Microsoft is gearing up to improve the security features of Windows 11 and upgrade the default file system with a more robust and efficient solution. Developers at the tech giant are independently working on two new features – booting with Rust inside the kernel and using ReFS instead of NTSF as the default file system.

Microsoft is working towards enhancing the security features of Windows 11 by integrating Rust into the kernel. As explained by Wired, Rust is a memory-safe language known for its protection against injection attacks, similar to languages like Java. It is designed to prevent programs from accidentally accessing unintended data from a computer’s memory.

At the BlueHat IL 2023 conference, David Weston, Vice President of Enterprise and OS Security at Microsoft, confirmed the company’s plan to utilize Rust in the kernel for Windows 11 booting. According to the executive, Windows and Rust integration is closer than ever.

Windows 11 Rust
Image Courtesy: Microsoft

Users can boot Windows 11 with Rust in the kernel in the next several weeks or months. At the moment, the primary goal is to ensure compatibility and performance. This includes converting some internal C++ data types into Rust equivalents.

So far, Microsoft has made significant progress, such as using standard Rust APIs like Vec and Result, which are easier to write and understand than their C++ counterparts.

At the same time, the performance of the ported code has been excellent, with no noticeable difference in Office apps as measured by PCMark 10.

The integration of Rust has also driven changes upstream in the language itself, with more try_ methods for Vec that don’t panic on OOM. While many “unsafe” code calls to extern functions still exist, the number of unsafe blocks and functions decreases as more code is ported.

“Rust can’t and won’t be the only solution to increasing memory safety in Windows.

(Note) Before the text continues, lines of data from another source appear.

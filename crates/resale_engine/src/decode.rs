/// Splits a chunked body into newline-delimited lines.
///
/// Bytes are buffered rather than text so a UTF-8 sequence split across two
/// chunks is reassembled before decoding.
#[derive(Debug, Default)]
pub struct LineDecoder {
    pending: Vec<u8>,
}

impl LineDecoder {
    pub fn new() -> Self {
        Self::default()
    }

    /// Appends a chunk and returns every line it completed.
    pub fn push(&mut self, chunk: &[u8]) -> Vec<String> {
        self.pending.extend_from_slice(chunk);
        let Some(last_newline) = self.pending.iter().rposition(|b| *b == b'\n') else {
            return Vec::new();
        };
        let rest = self.pending.split_off(last_newline + 1);
        let complete = std::mem::replace(&mut self.pending, rest);
        complete[..last_newline]
            .split(|b| *b == b'\n')
            .map(decode_line)
            .collect()
    }

    /// Bytes held back waiting for a newline.
    pub fn pending_len(&self) -> usize {
        self.pending.len()
    }

    /// Flushes the trailing fragment once the body has ended.
    pub fn finish(&mut self) -> Option<String> {
        let rest = std::mem::take(&mut self.pending);
        let line = decode_line(&rest);
        (!line.trim().is_empty()).then_some(line)
    }
}

fn decode_line(bytes: &[u8]) -> String {
    let bytes = bytes.strip_suffix(b"\r").unwrap_or(bytes);
    String::from_utf8_lossy(bytes).into_owned()
}
use std::path::Path;

use reqwest::multipart::{Form, Part};
use resale_core::{ImageFile, LensRequest, RunRequest};

use crate::{FailureKind, FetchError};

/// Best-effort MIME type from the file extension.
pub fn guess_mime(path: &Path) -> &'static str {
    let ext = path
        .extension()
        .and_then(|ext| ext.to_str())
        .map(str::to_ascii_lowercase);
    match ext.as_deref() {
        Some("jpg" | "jpeg") => "image/jpeg",
        Some("png") => "image/png",
        Some("webp") => "image/webp",
        Some("gif") => "image/gif",
        Some("heic") => "image/heic",
        Some("bmp") => "image/bmp",
        _ => "application/octet-stream",
    }
}

async fn image_part(image: &ImageFile) -> Result<Part, FetchError> {
    let bytes = tokio::fs::read(&image.path).await.map_err(|err| {
        FetchError::new(
            FailureKind::Io,
            format!("failed to read {}: {err}", image.path.display()),
        )
    })?;
    let file_name = image
        .path
        .file_name()
        .map(|name| name.to_string_lossy().into_owned())
        .unwrap_or_else(|| format!("image-{}", image.id));
    Part::bytes(bytes)
        .file_name(file_name)
        .mime_str(guess_mime(&image.path))
        .map_err(|err| FetchError::new(FailureKind::InvalidInput, err.to_string()))
}

/// Multipart body for `/api/py/extract-file-stream`.
pub(crate) async fn run_form(request: &RunRequest) -> Result<Form, FetchError> {
    let mut form = Form::new().part("main_image", image_part(&request.main_image).await?);
    for image in &request.extra_images {
        form = form.part("files", image_part(image).await?);
    }
    if let Some(text) = &request.text {
        form = form.text("text", text.clone());
    }
    if let Some(item_name) = &request.item_name {
        form = form.text("itemName", item_name.clone());
    }
    Ok(form.text("mode", request.mode.as_str()))
}

/// Multipart body for the candidate lookup.
pub(crate) async fn lens_form(request: &LensRequest) -> Result<Form, FetchError> {
    let mut form = Form::new().part("main_image", image_part(&request.main_image).await?);
    if let Some(text) = &request.text {
        form = form.text("text", text.clone());
    }
    Ok(form)
}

This is an excellent paper evaluating various CPU-based memory tagging approaches and their ROI against vulnerabilities,” David Weston said.

The integration of Rust into the Windows 11 kernel aims to make the operating system more secure and easier to maintain while also unlocking benefits from tooling and performance improvements.

ReFS as the default file system

Another change, already spotted in Windows 11 preview build, aims to replace NTFS with ReFS as the default file system on new installations.

Microsoft created Resilient File System (ReFS) to replace New Technology File System (NTFS), but it wasn’t possible to install consumer editions of Windows 11 on ReFS. For those unaware, ReFS is better than NTFS in many ways, including meeting unexpected storage needs and handling large volumes or storage pools.

It also has improved corruption resiliency, and Windows 11 may soon switch from the NTFS to Resilient File System ReFS on new installations to improve the overall experience.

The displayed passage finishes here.